If you've lately harbored suspicions that BMWs have grown soft (6-series) or overly complicated (M5), drive the new Z4 M Coupé and apologize to yourself. This is a strange and wonderful car, built for the sole purpose of intense, focused driving. The cabin is tight, with nary a cubbyhole for the modern man's gels, unguents, and creams, and the majority of the car's footprint is taken up by its long, phallic hood, which covers a monster straight-6 that we will touch on later. There is barely enough glass in the car's greenhouse to achieve photosynthesis. No matter. I lust for this gloriously impractical two-door not only because its fixed roof transforms the Z4 Roadster's cubist shape into one of aquiline smoothness, but because that roof imparts a stiffness and continence to the body that funnels all the car's energy to the road. Thus the suspension is so informative that you can feel the tires deform as you apply power; even the nastiest highway-expansion strips can't knock this car off-line; and the kielbasa-thick steering wheel seems to read your mind. Power comes from the M3's 330-hp bulldog of a straight-6, which, when installed in this chassis, makes even the M3 look docile. The M CoupŽ wants to go hard all the time, but unlike the M5 and M6 -- which are so aggressively antisocial and missilelike that they seem to crave nothing more than to plow into a row of stopped autobahn traffic -- the M Coupé is fun at 30 miles an hour. It makes a trip to the dry cleaners feel like a lap on the Nürburgring.
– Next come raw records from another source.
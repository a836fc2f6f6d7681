//! Demo 1: Symbol to ID resolution
//!
//! Showcases: ID map lookup by symbol, token platforms
//!
//! Run: CMC_PRO_API_KEY=... cargo run --bin id_map -- BTC,ETH,USDC

use cmc_rest::{CoinMarketCapClient, IdMapOptions};
use colored::*;
use tracing_subscriber::EnvFilter;

#[tokio::main]
async fn main() -> Result<(), Box<dyn std::error::Error>> {
    tracing_subscriber::fmt()
        .with_env_filter(EnvFilter::from_default_env())
        .init();

    let symbols = std::env::args()
        .nth(1)
        .unwrap_or_else(|| "BTC,ETH,USDC".to_string());

    println!("{}", "═".repeat(60).cyan());
    println!("{}", "  COINMARKETCAP ID MAP".cyan().bold());
    println!("{}", "═".repeat(60).cyan());
    println!();

    let client = CoinMarketCapClient::from_env()?;
    let map = client
        .get_id_map(&IdMapOptions::new().with_symbol(symbols.as_str()))
        .await?;

    for entry in &map.data {
        let platform = match &entry.platform {
            Some(platform) => format!("token on {}", platform.name).dimmed(),
            None => "native coin".dimmed(),
        };
        println!(
            "  {:>8} {} {:<24} {}",
            entry.symbol.yellow().bold(),
            "→".dimmed(),
            entry.id.to_string().green(),
            platform
        );
    }

    println!(
        "\n{} {} entries, {} credit(s) used",
        "✓".green(),
        map.data.len(),
        map.status.credit_count
    );
    Ok(())
}
//! Language-model and embedding endpoint configuration.

use serde::Deserialize;

use super::error::ConfigValidationError;

/// Model endpoints the engine consumes as opaque services.
#[derive(Debug, Clone, Deserialize)]
pub struct AiConfig {
    /// Language-model endpoint (Ollama-compatible REST API).
    #[serde(default = "default_endpoint")]
    pub endpoint: String,
    /// Worker model used by the neurons.
    #[serde(default = "default_model")]
    pub model: String,
    /// Context window enforced by the prompt guard.
    #[serde(default = "default_token_limit")]
    pub token_limit: usize,
    /// Embedding endpoint; defaults to the model endpoint.
    #[serde(default)]
    pub embedding_endpoint: Option<String>,
    /// Embedding model id.
    #[serde(default = "default_embedding_model")]
    pub embedding_model: String,
}

fn default_endpoint() -> String {
    "http://localhost:11434".to_string()
}

fn default_model() -> String {
    "mistral".to_string()
}

fn default_token_limit() -> usize {
    4096
}

fn default_embedding_model() -> String {
    "nomic-embed-text".to_string()
}

impl Default for AiConfig {
    fn default() -> Self {
        Self {
            endpoint: default_endpoint(),
            model: default_model(),
            token_limit: default_token_limit(),
            embedding_endpoint: None,
            embedding_model: default_embedding_model(),
        }
    }
}

impl AiConfig {
    /// Endpoint the embedder talks to.
    pub fn embedding_endpoint(&self) -> &str {
        self.embedding_endpoint.as_deref().unwrap_or(&self.endpoint)
    }

    pub fn validate(&self) -> Result<(), ConfigValidationError> {
        if !self.endpoint.starts_with("http") {
            return Err(ConfigValidationError::invalid(
                "ai.endpoint",
                "must be an http(s) URL",
            ));
        }
        if self.token_limit == 0 {
            return Err(ConfigValidationError::invalid(
                "ai.token_limit",
                "must be positive",
            ));
        }
        Ok(())
    }
}

#[cfg(test)]
mod tests {
    use super::*;

    #[test]
    fn embedding_endpoint_falls_back_to_model_endpoint() {
        let config = AiConfig::default();
        assert_eq!(config.embedding_endpoint(), "http://localhost:11434");

        let custom = AiConfig {
            embedding_endpoint: Some("http://embedder:8080".to_string()),
            ..Default::default()
        };
        assert_eq!(custom.embedding_endpoint(), "http://embedder:8080");
    }

    #[test]
    fn non_http_endpoint_fails_validation() {
        let config = AiConfig {
            endpoint: "ollama:11434".to_string(),
            ..Default::default()
        };
        assert!(config.validate().is_err());
    }
}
Chuckle at the Escalade's faux jewel-encrusted headlamps and blinding chrome wheels, but there's no arguing that its popularity derives from its swagger. And no one can accuse it of false advertising. Though it does more braggin' and boastin' than an early Run-DMC record, the Esky delivers no matter how it's pressed into service. Need to pack up the family for a road trip? No problem, especially with the eight-inch DVD screens in back. Need to take your drunken friends to a Michelin-starred restaurant? You'll get a prime parking spot. This new Escalade is about 10 times as well built as the outgoing model, with a 403-hp 6.2-liter V-8 that makes this the most powerful (but not the thirstiest) full-size SUV in the world.
The creationists would have a hard time disproving this one. Although the Jeep worked pretty well from the start, there's no way a vehicle could so master the off-road environment without generations of real-world testing. For this new model, the first ever to offer four doors, the Wrangler brings off-road essentials you'd never have packed without 60-plus years of experience: foldaway fenders that keep mud from clogging the wheel wells, a three-part removable roof, an electronically disconnecting front stabilizer bar, and so on. So the Wrangler is this year's model of evolution, but note that the other best vehicles on the planet are equally Darwinian: the Porsche 911, the Chevrolet Corvette, the Honda Accord, the Ford F-150. And there's no way these cars are going to get left out of textbooks. Not on my watch.
This is a full-size muscle sedan that reaches back into the past for its dimensions, its power, and its name, and into the future for its astounding ability. I say this even though I mostly rode shotgun in it, barking out pace notes on a rally through Newfoundland in which I nearly navigated my driver and myself into the sweet hereafter. This two-ton muscle sedan, hotted up with a huge 425-hp V-8, posted the fastest times in our class when we weren't crashing into things. It wasn't just the 6.1-liter Hemi V-8's doing, either; the chassis was derived from a Mercedes-Benz design, and it has a way of making the fastest roads seem slow, in the same way that, for Gretzky, the puck slowed down. Because its athleticism seems divorced from its bigness, the Charger SRT8 is the best of the new wave of muscle cars, but ask me again when the new Chevrolet Camaro Z28 arrives.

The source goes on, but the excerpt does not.